Hirtle: I used to be Director of the Cornell Institute for Digital Collections, where I led a number of library and museum digitization projects. With all of the projects, much of my time was spent worrying about what was legal and/or acceptable for us to do. Based on my experiences and what I learned about copyright, I started offering workshops on copyright and digitization. When I read Hudson and Kenyon’s Australian manual on the topic, I realized that this was exactly the sort of information that I wished I had at my fingertips when I started out. Their manual was written to assist understanding and compliance with copyright law. It addresses the basics of copyright law, the exclusive rights of the copyright owner, and the major exemptions used by cultural heritage institutions. I realized that an American version would be of great use, and fortunately they agreed that we could collaborate on such a volume.

Minow: If you could condense your book to one paragraph, what would it say?

Copyright and Cultural Institutions: Guidelines for U.S. Libraries, Archives, and Museums Hirtle: The development of new digital technologies has led to fundamental changes in the ways that cultural institutions fulfill their public missions of access, preservation, research, and education. Many institutions are developing publicly accessible Web sites that allow users to visit online exhibitions, search collection databases, access images of collection items, and in some cases create their own digital content. Digitization, however, also raises the possibility of copyright infringement. It is imperative, therefore, that staff in libraries, archives, and museums understand fundamental copyright principles and how institutional procedures can be affected by the law. Copyright and Cultural Institutions was written to further understanding and compliance with copyright law.

Minow: What were the challenges or surprises you found when writing it?

Hirtle: I knew that very few of the things that cultural institutions want to do with new technologies are explicitly authorized in copyright law. What I didn’t realize is how many non-digital practices are similarly unauthorized. Cultural institutions have unknowingly engaged in a string of behaviors that in theory place them at some risk. This has not been a problem, however, because very, very few institutions have ever been sued – and many of the activities that they have undertaken may be perfectly legal, even if they are not explicitly recognized in the law. These cultural institutions have been engaged in a kind of intuitive risk analysis, and have assumed (correctly) that their risks are low. I hope the book will help institutions engage in an informed risk analysis that leads them to conclude that the public interest, as well as the many protections the law affords them, warrants providing greater access to their collections.

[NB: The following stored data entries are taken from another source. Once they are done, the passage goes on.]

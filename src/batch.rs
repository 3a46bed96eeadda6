//! The resumable batch run: one word at a time, one ledger write per image.

use std::collections::HashSet;
use std::fmt;
use std::path::{Path, PathBuf};
use std::time::{Duration, Instant};

use chrono::Utc;
use tracing::{error, info, warn};

use crate::constants::{
    COST_PER_IMAGE_USD, DEFAULT_OUT_DIR, ESTIMATED_SECONDS_PER_IMAGE, ITEM_DELAY_SECONDS,
    PROGRESS_EVERY,
};
use crate::descriptions::DescriptionProvider;
use crate::descriptions::gemini::TextGenerator;
use crate::error::{ImageJobError, LedgerError, StorageError};
use crate::image_job::{AwaitOutcome, ImageService, PollSettings, await_image};
use crate::ledger::{GenerationRecord, Ledger};
use crate::prompt;
use crate::storage::{CdnUploader, image_filename, normalize_to_jpeg, save_image};
use crate::words::WordItem;

/// Words run by `wordpix test`, with their categories.
pub const SAMPLE_WORDS: [(&str, &str); 4] = [
    ("tourist", "travel"),
    ("guide", "travel"),
    ("doctor", "health"),
    ("chef", "food"),
];

/// Knobs for a run.
#[derive(Clone, Debug)]
pub struct PipelineSettings {
    /// Directory the images are written to
    pub out_dir: PathBuf,
    /// Pause between two items
    pub item_delay: Duration,
    /// Polling cadence for image jobs
    pub poll: PollSettings,
}

impl Default for PipelineSettings {
    fn default() -> Self {
        Self {
            out_dir: PathBuf::from(DEFAULT_OUT_DIR),
            item_delay: Duration::from_secs(ITEM_DELAY_SECONDS),
            poll: PollSettings::default(),
        }
    }
}

/// Why one item did not produce an image.
#[derive(Debug)]
pub enum ItemError {
    /// The job could not be submitted.
    Submit(ImageJobError),
    /// The service reported the job as failed.
    JobFailed,
    /// The job did not finish within the polling ceiling.
    TimedOut,
    /// The finished image could not be fetched.
    Download(ImageJobError),
    /// The image could not be converted or written.
    Storage(StorageError),
    /// The ledger could not be rewritten.
    Ledger(LedgerError),
}

impl fmt::Display for ItemError {
    fn fmt(&self, f: &mut fmt::Formatter<'_>) -> fmt::Result {
        match self {
            Self::Submit(err) => write!(f, "submit failed: {err}"),
            Self::JobFailed => write!(f, "image job failed"),
            Self::TimedOut => write!(f, "image job timed out"),
            Self::Download(err) => write!(f, "download failed: {err}"),
            Self::Storage(err) => write!(f, "{err}"),
            Self::Ledger(err) => write!(f, "{err}"),
        }
    }
}

impl std::error::Error for ItemError {}

/// A saved image.
#[derive(Clone, Debug, PartialEq, Eq)]
pub struct GeneratedImage {
    /// The description the prompt was built from
    pub description: String,
    /// Where the image was written
    pub path: PathBuf,
    /// True when the write replaced another image of the same name
    pub replaced_existing: bool,
    /// Public URL, when the CDN upload succeeded
    pub cdn_url: Option<String>,
}

/// Totals of a run.
#[derive(Clone, Debug, Default, PartialEq, Eq)]
pub struct BatchReport {
    /// Items attempted
    pub total: usize,
    /// Items that produced an image and a ledger entry
    pub succeeded: usize,
    /// Items that failed, timeouts included
    pub failed: usize,
    /// Of the failures, how many hit the polling ceiling
    pub timed_out: usize,
    /// Wall time of the run
    pub elapsed: Duration,
}

impl BatchReport {
    /// Successful images per minute of wall time.
    pub fn throughput_per_minute(&self) -> f64 {
        let minutes = self.elapsed.as_secs_f64() / 60.0;
        if minutes > 0.0 {
            self.succeeded as f64 / minutes
        } else {
            0.0
        }
    }
}

/// Describes, renders, stores and records words.
pub struct Pipeline<G, S> {
    descriptions: DescriptionProvider<G>,
    images: S,
    cdn: Option<CdnUploader>,
    settings: PipelineSettings,
}

impl<G: TextGenerator, S: ImageService> Pipeline<G, S> {
    /// Creates a pipeline. Without an uploader images are only kept locally.
    pub fn new(
        descriptions: DescriptionProvider<G>,
        images: S,
        cdn: Option<CdnUploader>,
        settings: PipelineSettings,
    ) -> Self {
        Self {
            descriptions,
            images,
            cdn,
            settings,
        }
    }

    /// The image service in use.
    pub fn images(&self) -> &S {
        &self.images
    }

    /// Output directory of the images.
    pub fn out_dir(&self) -> &Path {
        &self.settings.out_dir
    }

    /// Resolves a word into the prompt sent to the image service.
    pub async fn describe(&self, word: &str, category: &str) -> (String, String) {
        let description = self.descriptions.resolve(word, category).await;
        let image_prompt = prompt::compose(word, category, &description);
        (description, image_prompt)
    }

    /// Runs one prompt through the image service and returns the image bytes.
    pub async fn render(&self, image_prompt: &str) -> Result<Vec<u8>, ItemError> {
        let job = self
            .images
            .submit(image_prompt)
            .await
            .map_err(ItemError::Submit)?;
        match await_image(&self.images, &job, &self.settings.poll).await {
            AwaitOutcome::Ready(url) => self.images.download(&url).await.map_err(ItemError::Download),
            AwaitOutcome::Failed => Err(ItemError::JobFailed),
            AwaitOutcome::TimedOut => Err(ItemError::TimedOut),
        }
    }

    /// Generates and stores the image for one word, without touching the ledger.
    pub async fn generate_one(
        &self,
        word: &str,
        category: &str,
        fallback_name: &str,
    ) -> Result<GeneratedImage, ItemError> {
        let (description, image_prompt) = self.describe(word, category).await;
        info!("Description for {word:?}: {description}");

        let bytes = self.render(&image_prompt).await?;
        let jpeg = normalize_to_jpeg(&bytes).map_err(ItemError::Storage)?;
        let filename = image_filename(word, fallback_name);
        let saved = save_image(&self.settings.out_dir, &filename, &jpeg)
            .await
            .map_err(ItemError::Storage)?;
        if saved.replaced {
            warn!(
                "{word:?} overwrote an existing {}, another word shares its file name",
                saved.path.display()
            );
        }

        let cdn_url = match &self.cdn {
            Some(cdn) => match cdn.upload(&filename, &jpeg).await {
                Ok(url) => Some(url),
                Err(err) => {
                    warn!("Keeping {word:?} local only: {err}");
                    None
                }
            },
            None => None,
        };

        Ok(GeneratedImage {
            description,
            path: saved.path,
            replaced_existing: saved.replaced,
            cdn_url,
        })
    }

    /// Generates every word of `words` that the ledger does not know yet.
    ///
    /// Failures are logged and counted; they never stop the run.
    pub async fn run_batch(&self, words: &[WordItem], ledger: &mut Ledger) -> BatchReport {
        let started = Instant::now();
        let mut queued = HashSet::new();
        let pending: Vec<&WordItem> = words
            .iter()
            .filter(|item| !ledger.contains(&item.id) && queued.insert(item.id.as_str()))
            .collect();

        info!(
            "{} words, {} already generated, {} to go",
            words.len(),
            words.iter().filter(|item| ledger.contains(&item.id)).count(),
            pending.len()
        );
        if pending.is_empty() {
            info!("Nothing to generate");
            return BatchReport {
                elapsed: started.elapsed(),
                ..BatchReport::default()
            };
        }

        info!(
            "Estimated cost ${:.2}, estimated time {:.0} minutes",
            pending.len() as f64 * COST_PER_IMAGE_USD,
            (pending.len() as u64 * ESTIMATED_SECONDS_PER_IMAGE) as f64 / 60.0
        );

        let mut report = BatchReport {
            total: pending.len(),
            ..BatchReport::default()
        };

        for (index, item) in pending.iter().enumerate() {
            info!(
                "[{}/{}] {} ({})",
                index + 1,
                pending.len(),
                item.word,
                item.category
            );

            match self.generate_and_record(item, ledger).await {
                Ok(path) => {
                    report.succeeded += 1;
                    info!("Saved {}", path.display());
                }
                Err(err) => {
                    if matches!(err, ItemError::TimedOut) {
                        report.timed_out += 1;
                    }
                    report.failed += 1;
                    error!("Failed {:?} (id {}): {err}", item.word, item.id);
                }
            }

            let done = index + 1;
            if done % PROGRESS_EVERY == 0 {
                log_progress(done, pending.len(), started.elapsed());
            }
            if done < pending.len() && !self.settings.item_delay.is_zero() {
                tokio::time::sleep(self.settings.item_delay).await;
            }
        }

        report.elapsed = started.elapsed();
        info!(
            "Done: {} succeeded, {} failed ({} timed out) in {:.1} minutes, {:.1} images/minute",
            report.succeeded,
            report.failed,
            report.timed_out,
            report.elapsed.as_secs_f64() / 60.0,
            report.throughput_per_minute()
        );
        report
    }

    async fn generate_and_record(
        &self,
        item: &WordItem,
        ledger: &mut Ledger,
    ) -> Result<PathBuf, ItemError> {
        let image = self.generate_one(&item.word, &item.category, &item.id).await?;
        let record = GenerationRecord {
            word: item.word.clone(),
            category: item.category.clone(),
            path: image.path.display().to_string(),
            cdn_url: image.cdn_url,
            generated_at: Some(Utc::now()),
        };
        ledger
            .record(&item.id, record)
            .await
            .map_err(ItemError::Ledger)?;
        Ok(image.path)
    }

    /// Runs the sample words end to end without touching the ledger.
    pub async fn run_samples(&self, samples: &[(&str, &str)]) -> BatchReport {
        let started = Instant::now();
        let mut report = BatchReport {
            total: samples.len(),
            ..BatchReport::default()
        };

        for (index, (word, category)) in samples.iter().enumerate() {
            info!("Testing {word:?} ({category})");
            match self.generate_one(word, category, &format!("sample-{index}")).await {
                Ok(image) => {
                    report.succeeded += 1;
                    info!("Saved {}", image.path.display());
                    if let Some(url) = image.cdn_url {
                        info!("Uploaded to {url}");
                    }
                }
                Err(err) => {
                    if matches!(err, ItemError::TimedOut) {
                        report.timed_out += 1;
                    }
                    report.failed += 1;
                    error!("Failed {word:?}: {err}");
                }
            }
        }

        report.elapsed = started.elapsed();
        report
    }
}

fn log_progress(done: usize, total: usize, elapsed: Duration) {
    let minutes = elapsed.as_secs_f64() / 60.0;
    let rate = if minutes > 0.0 {
        done as f64 / minutes
    } else {
        0.0
    };
    let remaining = if rate > 0.0 {
        (total - done) as f64 / rate
    } else {
        0.0
    };
    info!("Progress {done}/{total}: {rate:.1}/minute, about {remaining:.0} minutes left");
}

Minow: When will it be available?

Hirtle: Now! The volume is available for free download from SSRN and Cornell University Library’s eCommons. In addition, print copies are available for sale from createspace.com. We are hoping that enough individuals and institutions will purchase the print copy that we can recover the out-of-pocket production expenses and justify making a copy available for free on the web.


* Peter B. Hirtle is a Senior Policy Advisor in the Cornell University Library and member of the Stanford Copyright & Fair Use Advisory Board.

Mary Minow is Executive Editor of the Stanford Copyright and Fair Use Website.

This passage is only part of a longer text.